**Exercise goal:**
Each line of the data below that carries the word "crate" needs to be copied.

**Dataset entries:**
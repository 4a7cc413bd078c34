pub mod api;
pub mod cli;
pub mod config;
pub mod crypto;
pub mod http;
pub mod log;
pub mod session;

#[cfg(test)]
mod test_utils;

pub use crate::config::LiskConfig;
pub use crate::http::HttpTransport;
pub use crate::session::Session;
//! HTTP transport for talking to a single node peer.
//!
//! This module owns the *transport capability* of the client: given a fully
//! built [`RequestDescriptor`], put it on the wire and return the decoded JSON
//! body, or an [`HttpError`]. It knows nothing about peers, bans or retries;
//! those decisions live in [`crate::session`].
//!
//! # Architecture
//!
//! - [`Transport`] - the seam the session dispatcher sends through
//! - [`HttpTransport`] - `reqwest` implementation with transient-retry middleware
//!   and latency tracking
//! - [`HttpError`] - error types for one request against one peer
//! - Descriptor and listing types ([`RequestDescriptor`], [`PeerDescriptor`],
//!   [`PeerListing`], [`AccountKeys`], [`AccountAddress`])
//!
//! # Example
//!
//! ```rust,no_run
//! use lisk_client::http::{HttpTransport, RequestDescriptor, Transport};
//!
//! # async fn example() -> Result<(), anyhow::Error> {
//! let transport = HttpTransport::new()?;
//! let request = RequestDescriptor {
//!     method: reqwest::Method::GET,
//!     url: "http://localhost:7000/api/blocks/getHeight".to_string(),
//!     headers: vec![],
//!     body: None,
//! };
//! let body = transport.send(&request).await?;
//! println!("{body}");
//! # Ok(())
//! # }
//! ```

mod error;
mod http_client;
mod types;

pub use error::HttpError;
pub use http_client::{DEFAULT_MAX_RETRIES, DEFAULT_TIMEOUT_SECS, HttpTransport, Transport};
pub use types::{AccountAddress, AccountKeys, PeerDescriptor, PeerListing, RequestDescriptor};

**Reply to the task:**
pub use crate::config::LiskConfig;
pub use crate::http::HttpTransport;
pub use crate::session::Session;
//! those decisions live in [`crate::session`].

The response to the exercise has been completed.